For the first time in the Bankruptcy Alphabet, I decided to draw my reference to a United States Supreme Court opinion.
Y is for Young v. United States (2002)
We previously discussed that, with one exception, taxes are nondischargeable debts in bankruptcy. That exceptions, the so-called “three year look-back period” provides that an income tax debt can be discharged if a return has been filed for the taxable year, a tax debt has been assessed by the taxing authority and more than three years have passed from the date of the bankruptcy petition filing. 11 U.S.C. §507(a)(8)(A).
This created a sort of loop-hole where a debtor, who files a tax return and is assessed a tax debt, could file a Chapter 13 Bankruptcy to prevent collection of the debt for three years, dismiss the Chapter 13 case and then file a Chapter 7 liquidation case to discharge the assessed tax debt because more than three years had passed from the date of the Chapter 7 petition filing.

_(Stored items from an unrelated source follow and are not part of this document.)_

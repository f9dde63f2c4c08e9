//! NTLM and NTLMv2 one-way functions and challenge responses, MS-NLMP 3.3.

use digest::Digest;
use hmac::{Hmac, Mac};
use md4::Md4;
use md5::Md5;

use smb_core::error::SMBError;
use smb_core::SMBResult;

use crate::protocol::wire::{encode_oem, encode_unicode};
use crate::util::auth::User;
use crate::util::crypto::des::{des_encrypt, des_long_encrypt};

const LM_MAGIC: &[u8; 8] = b"KGS!@#$%";

/// NTOWFv1: MD4 of the UTF-16LE password.
pub fn nt_hash(password: &str) -> Vec<u8> {
    Md4::digest(encode_unicode(password)).to_vec()
}

/// LMOWFv1: the upper-cased OEM password, cut or padded to 14 bytes, as two DES keys.
pub fn lm_hash(password: &str) -> SMBResult<Vec<u8>> {
    let mut key = encode_oem(&password.to_uppercase());
    key.resize(14, 0);
    Ok([des_encrypt(&key[..7], LM_MAGIC)?, des_encrypt(&key[7..], LM_MAGIC)?].concat())
}

pub fn ntlm_response(password: &str, challenge: &[u8]) -> SMBResult<Vec<u8>> {
    des_long_encrypt(&nt_hash(password), challenge)
}

pub fn lm_response(password: &str, challenge: &[u8]) -> SMBResult<Vec<u8>> {
    des_long_encrypt(&lm_hash(password)?, challenge)
}

/// The NTLM user session key: MD4 of the NT hash.
pub fn ntlm_session_key(password: &str) -> Vec<u8> {
    Md4::digest(nt_hash(password)).to_vec()
}

/// NTOWFv2: HMAC-MD5 keyed by the NT hash over `UPPER(user) ‖ domain`.
pub fn ntowf_v2(user: &User) -> SMBResult<Vec<u8>> {
    let text = user.username.to_uppercase() + &user.domain;
    Ok(new_hmac_from_slice(&nt_hash(&user.password))?
        .chain_update(encode_unicode(&text))
        .finalize()
        .into_bytes()
        .to_vec())
}

/// LMv2: the 16-byte proof over both challenges, followed by the client challenge.
pub fn lmv2_response(user: &User, challenge: &[u8], client_challenge: &[u8]) -> SMBResult<Vec<u8>> {
    let proof = lmv2_proof(user, challenge, client_challenge)?;
    Ok([proof.as_slice(), client_challenge].concat())
}

/// HMAC-MD5 keyed by NTOWFv2 over the LMv2 proof.
pub fn ntlmv2_session_key(user: &User, challenge: &[u8], client_challenge: &[u8]) -> SMBResult<Vec<u8>> {
    let proof = lmv2_proof(user, challenge, client_challenge)?;
    Ok(new_hmac_from_slice(&ntowf_v2(user)?)?
        .chain_update(proof)
        .finalize()
        .into_bytes()
        .to_vec())
}

fn lmv2_proof(user: &User, challenge: &[u8], client_challenge: &[u8]) -> SMBResult<Vec<u8>> {
    Ok(new_hmac_from_slice(&ntowf_v2(user)?)?
        .chain_update(challenge)
        .chain_update(client_challenge)
        .finalize()
        .into_bytes()
        .to_vec())
}

fn new_hmac_from_slice(slice: &[u8]) -> SMBResult<Hmac<Md5>> {
    <Hmac<Md5>>::new_from_slice(slice).map_err(|_| SMBError::crypto_error("Invalid length for key"))
}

The United States Supreme Court fixed this loop-hole in Young v. United States, 535 U.S. 43 (2002) by holding that the lookback period is tolled, or postponed, during the pendency of a prior bankruptcy petition.
Each state has at least one federal court district with a bankruptcy court that must interpret the application of the Bankruptcy Code to the individual cases. When courts are in dispute, appellate courts, such as the Eighth Circuit Court of Appeals and the United States Supreme Court, must resolve these disputes.